Наконец долгожданный час настал. Он встречает ее в Будапеште на перроне. Оставшись одни, они вновь обретают друг друга, те же слова и движения, та же неутолимая жажда обладания. Но ей кажется, что в Оскаре что-то изменилось. Как будто другая душа поселилась в нем. Или, вернее, чужая душа овладела им. Через час она поняла. Незнакомец, вставший между ними, носит имя Марка Антония, будущей роли. Ромео уже не совсем Ромео, он превращается в Марка Антония. Живет своим персонажем, пропитывается им, привязывается к нему до одержимости, постепенно сбрасывает с себя прежнюю кожу.
Молодой римский полководец говорит уже не так, как говорил благородный красавец из Вероны. Изменился и голос, и взгляд. Не тот тон, не те жесты. Перевоплощение актера! Айседора начинает сожалеть об исчезновении Ромео. А Марк Антоний поговаривает о женитьбе как о решенном деле. Она удивляется: «Ты мне ничего об этом не говорил!» Уступая ему, она ездит с ним по Будапешту в поисках квартиры. Проходят дни, и она чувствует, что рядом с ее счастьем поселяется тревога. Женитьба? Хорошо. А как же танцы? Она была готова отдать жизнь за любовь, но не за супружескую жизнь.
Однажды, после очередного утомительного поиска квартиры, она берет его за плечи:
— Оскар, ответь откровенно. Что я буду делать, когда мы поженимся?
— Милая, у тебя будет ложа в театре, и ты будешь приходить каждый вечер смотреть, как я играю. А еще будешь помогать мне репетировать роли. Ты не представляешь, как ты мне нужна.
Надо сказать, так оно уже и происходит. Целыми днями Оскар работает над образом Марка Антония, которого он должен играть в следующем сезоне, а Айседора подает ему реплики. Она читает за Юлия Цезаря, Брута, Кассия, за толпу римлян… Нет, роль Джульетты была ей больше по душе.
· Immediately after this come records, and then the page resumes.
//! The workflow aggregate and its read-only queries.

use crate::core::{PipelineDefinition, StageState, StageStatus, WorkflowInputs};
use crate::errors::{EngineResult, IntegrityError};
use crate::rollback::RollbackPoint;
use crate::utils::{checksum_excluding, now_utc, Timestamp};
use serde::{Deserialize, Serialize};
use serde_json::Value;
use std::collections::BTreeMap;
use tracing::warn;

/// Schema version written by this build.
pub const CURRENT_SCHEMA_VERSION: &str = "2.0";

/// Top-level keys left out of the whole-state checksum.
pub const CHECKSUM_EXCLUDED_KEYS: [&str; 3] = ["created_at", "updated_at", "state_checksum"];

/// Metadata key set when the workflow has been aborted.
pub const ABORTED_KEY: &str = "aborted";

/// Metadata key set on states restored from a snapshot.
pub const RESTORED_FROM_KEY: &str = "restored_from";

/// Full persisted state of one workflow.
///
/// Fields are only writable from inside the `state` module; everything
/// else reads through the accessors and mutates through
/// [`crate::state::StateStore`].
#[derive(Debug, Clone, PartialEq, Serialize, Deserialize)]
pub struct WorkflowState {
    pub(super) workflow_id: String,
    pub(super) created_at: Timestamp,
    pub(super) updated_at: Timestamp,
    #[serde(default)]
    pub(super) inputs: Option<WorkflowInputs>,
    #[serde(default)]
    pub(super) inputs_checksum: Option<String>,
    #[serde(default)]
    pub(super) current_stage: Option<String>,
    #[serde(with = "stage_map")]
    pub(super) stages: Vec<StageState>,
    #[serde(default)]
    pub(super) metadata: BTreeMap<String, Value>,
    pub(super) version: String,
    #[serde(default)]
    pub(super) state_checksum: Option<String>,
    #[serde(default)]
    pub(super) rollback_history: Vec<RollbackPoint>,
    #[serde(default)]
    pub(super) stage_dependencies: BTreeMap<String, Vec<String>>,
}

impl WorkflowState {
    /// Builds a fresh state with every declared stage pending.
    pub(super) fn from_pipeline(
        workflow_id: &str,
        pipeline: &PipelineDefinition,
    ) -> EngineResult<Self> {
        let now = now_utc();
        let stages = pipeline
            .stages()
            .iter()
            .map(|def| StageState::new(&def.name, def.depends_on.clone()))
            .collect();
        let mut state = Self {
            workflow_id: workflow_id.to_string(),
            created_at: now,
            updated_at: now,
            inputs: None,
            inputs_checksum: None,
            current_stage: None,
            stages,
            metadata: BTreeMap::new(),
            version: CURRENT_SCHEMA_VERSION.to_string(),
            state_checksum: None,
            rollback_history: Vec::new(),
            stage_dependencies: pipeline.dependency_map(),
        };
        state.refresh_checksum()?;
        Ok(state)
    }

    /// Returns the workflow id.
    pub fn workflow_id(&self) -> &str {
        &self.workflow_id
    }

    /// Returns when the workflow was created.
    pub fn created_at(&self) -> Timestamp {
        self.created_at
    }

    /// Returns when the workflow was last modified.
    pub fn updated_at(&self) -> Timestamp {
        self.updated_at
    }

    /// Returns the workflow inputs, if set.
    pub fn inputs(&self) -> Option<&WorkflowInputs> {
        self.inputs.as_ref()
    }

    /// Returns the checksum of the inputs, if set.
    pub fn inputs_checksum(&self) -> Option<&str> {
        self.inputs_checksum.as_deref()
    }

    /// Returns the stage most recently started.
    pub fn current_stage(&self) -> Option<&str> {
        self.current_stage.as_deref()
    }

    /// Returns the stages in declared order.
    pub fn stages(&self) -> &[StageState] {
        &self.stages
    }

    /// Looks up a stage by name.
    pub fn stage(&self, name: &str) -> Option<&StageState> {
        self.stages.iter().find(|s| s.name() == name)
    }

    /// Returns the position of a stage in declared order.
    pub fn stage_position(&self, name: &str) -> Option<usize> {
        self.stages.iter().position(|s| s.name() == name)
    }

    /// Returns the free-form metadata.
    pub fn metadata(&self) -> &BTreeMap<String, Value> {
        &self.metadata
    }

    /// Returns the schema version tag.
    pub fn version(&self) -> &str {
        &self.version
    }

    /// Returns the stored whole-state checksum.
    pub fn state_checksum(&self) -> Option<&str> {
        self.state_checksum.as_deref()
    }

    /// Returns references to recent rollback points, oldest first.
    pub fn rollback_history(&self) -> &[RollbackPoint] {
        &self.rollback_history
    }

    /// Returns the stage dependency mapping.
    pub fn stage_dependencies(&self) -> &BTreeMap<String, Vec<String>> {
        &self.stage_dependencies
    }

    /// Returns the stage currently running, if any.
    pub fn running_stage(&self) -> Option<&StageState> {
        self.stages
            .iter()
            .find(|s| s.status() == StageStatus::Running)
    }

    /// Returns the first paused stage, if any.
    pub fn paused_stage(&self) -> Option<&StageState> {
        self.stages
            .iter()
            .find(|s| s.status() == StageStatus::Paused)
    }

    /// Returns true once the workflow has been aborted.
    pub fn is_aborted(&self) -> bool {
        self.metadata.contains_key(ABORTED_KEY)
    }

    /// First pending or failed stage in declared order.
    ///
    /// Returns `None` when the workflow is aborted, or when a paused stage
    /// comes before every eligible one: execution is halted until someone
    /// intervenes.
    pub fn next_eligible_stage(&self) -> Option<&str> {
        if self.is_aborted() {
            return None;
        }
        for stage in &self.stages {
            match stage.status() {
                StageStatus::Paused => return None,
                status if status.is_eligible() => return Some(stage.name()),
                _ => {}
            }
        }
        None
    }

    /// True when every stage is completed or skipped.
    pub fn is_complete(&self) -> bool {
        self.stages.iter().all(|s| s.status().is_settled())
    }

    /// True when the orchestrator has a stage it could run next.
    pub fn can_resume(&self) -> bool {
        self.next_eligible_stage().is_some()
    }

    /// Builds the front-end status summary.
    pub fn status_summary(&self) -> StatusSummary {
        let total_stages = self.stages.len();
        let completed_stages = self
            .stages
            .iter()
            .filter(|s| s.status().is_settled())
            .count();
        let failed_stages = self
            .stages
            .iter()
            .filter(|s| s.status() == StageStatus::Failed)
            .count();
        #[allow(clippy::cast_precision_loss)]
        let progress_percent = if total_stages == 0 {
            100.0
        } else {
            (completed_stages as f64 / total_stages as f64 * 1000.0).round() / 10.0
        };
        StatusSummary {
            workflow_id: self.workflow_id.clone(),
            total_stages,
            completed_stages,
            failed_stages,
            progress_percent,
            is_complete: self.is_complete(),
            can_resume: self.can_resume(),
            current_stage: self.current_stage.clone(),
        }
    }

    /// Recomputes the whole-state checksum from the current content.
    pub fn compute_checksum(&self) -> EngineResult<String> {
        let value = serde_json::to_value(self)?;
        Ok(checksum_excluding(&value, &CHECKSUM_EXCLUDED_KEYS))
    }

    /// Checks the stored checksum against the current content.
    pub fn verify(&self) -> EngineResult<()> {
        let Some(expected) = &self.state_checksum else {
            return Ok(());
        };
        let actual = self.compute_checksum()?;
        if *expected == actual {
            Ok(())
        } else {
            Err(IntegrityError::new(&self.workflow_id, expected, actual).into())
        }
    }

    /// Verifies a raw persisted document before it is deserialized.
    ///
    /// Documents without a `state_checksum` are accepted.
    pub fn verify_document(document: &Value) -> Result<(), IntegrityError> {
        let Some(expected) = document.get("state_checksum").and_then(Value::as_str) else {
            return Ok(());
        };
        let actual = checksum_excluding(document, &CHECKSUM_EXCLUDED_KEYS);
        if expected == actual {
            Ok(())
        } else {
            let workflow_id = document
                .get("workflow_id")
                .and_then(Value::as_str)
                .unwrap_or_default();
            Err(IntegrityError::new(workflow_id, expected, actual))
        }
    }

    pub(super) fn stage_mut(&mut self, name: &str) -> Option<&mut StageState> {
        self.stages.iter_mut().find(|s| s.name() == name)
    }

    pub(crate) fn refresh_checksum(&mut self) -> EngineResult<()> {
        self.state_checksum = Some(self.compute_checksum()?);
        Ok(())
    }

    /// Bumps `updated_at` and the checksum. A checksum failure keeps the
    /// old value; the next save reports it.
    pub(super) fn touch(&mut self) {
        self.updated_at = now_utc();
        if let Err(e) = self.refresh_checksum() {
            warn!(workflow_id = %self.workflow_id, error = %e, "Failed to refresh state checksum");
        }
    }

    pub(crate) fn insert_metadata(&mut self, key: impl Into<String>, value: Value) {
        self.metadata.insert(key.into(), value);
    }
}

/// Progress overview consumed by front ends.
#[derive(Debug, Clone, PartialEq, Serialize, Deserialize)]
pub struct StatusSummary {
    /// The workflow id.
    pub workflow_id: String,
    /// Number of declared stages.
    pub total_stages: usize,
    /// Stages completed or skipped.
    pub completed_stages: usize,
    /// Stages currently failed.
    pub failed_stages: usize,
    /// Settled stages as a percentage, one decimal place.
    pub progress_percent: f64,
    /// Whether every stage is settled.
    pub is_complete: bool,
    /// Whether a stage is eligible to run.
    pub can_resume: bool,
    /// The stage most recently started.
    pub current_stage: Option<String>,
}

/// Serializes the ordered stage list as a JSON object keyed by stage name.
mod stage_map {
    use crate::core::StageState;
    use serde::de::{MapAccess, Visitor};
    use serde::ser::SerializeMap;
    use serde::{Deserializer, Serializer};
    use std::fmt;

    pub fn serialize<S: Serializer>(stages: &[StageState], serializer: S) -> Result<S::Ok, S::Error> {
        let mut map = serializer.serialize_map(Some(stages.len()))?;
        for stage in stages {
            map.serialize_entry(stage.name(), stage)?;
        }
        map.end()
    }

    pub fn deserialize<'de, D: Deserializer<'de>>(deserializer: D) -> Result<Vec<StageState>, D::Error> {
        deserializer.deserialize_map(StageMapVisitor)
    }

    struct StageMapVisitor;

    impl<'de> Visitor<'de> for StageMapVisitor {
        type Value = Vec<StageState>;

        fn expecting(&self, f: &mut fmt::Formatter<'_>) -> fmt::Result {
            f.write_str("a map of stage name to stage state")
        }

        fn visit_map<A: MapAccess<'de>>(self, mut access: A) -> Result<Self::Value, A::Error> {
            let mut stages = Vec::with_capacity(access.size_hint().unwrap_or(0));
            while let Some((name, mut stage)) = access.next_entry::<String, StageState>()? {
                stage.set_name(&name);
                stages.push(stage);
            }
            Ok(stages)
        }
    }
}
Как-то, когда они прогуливались в романтической роще Нориафа, он наконец-то признался, что, возможно, было бы лучше для них обоих, особенно для нее, если бы каждый продолжал работать в своей профессии. Сказал он это проникновенно, как опытный актер, импровизирующий на тему о разрыве. Он вложил в этот монолог весь свой талант: мягкие модуляции голоса, верно и точно выбранные жесты… А главное — улыбка! Не забыть про улыбку!.. Ни в коем случае не ироническую, это было бы неуместно. Скорее — покровительственную. Его герой обращается к девушке искренней и немного наивной, которой он преподал урок любви. Избегать презрения! Это было бы похоже на мелодраму. Должны звучать отцовские интонации. Нет. Лучше как у старшего брата. Побольше нежности. Как можно больше нежности. «Милая Айседора, ты знаешь, какое это будет горе для меня». Вот так хорошо. Даже отлично. А текст? Недурно, а? Вообще-то, может быть, стоило бы податься в драматурги? Еще когда он учился в консерватории, товарищи завидовали его искусству импровизатора. Браво, Оскар, браво.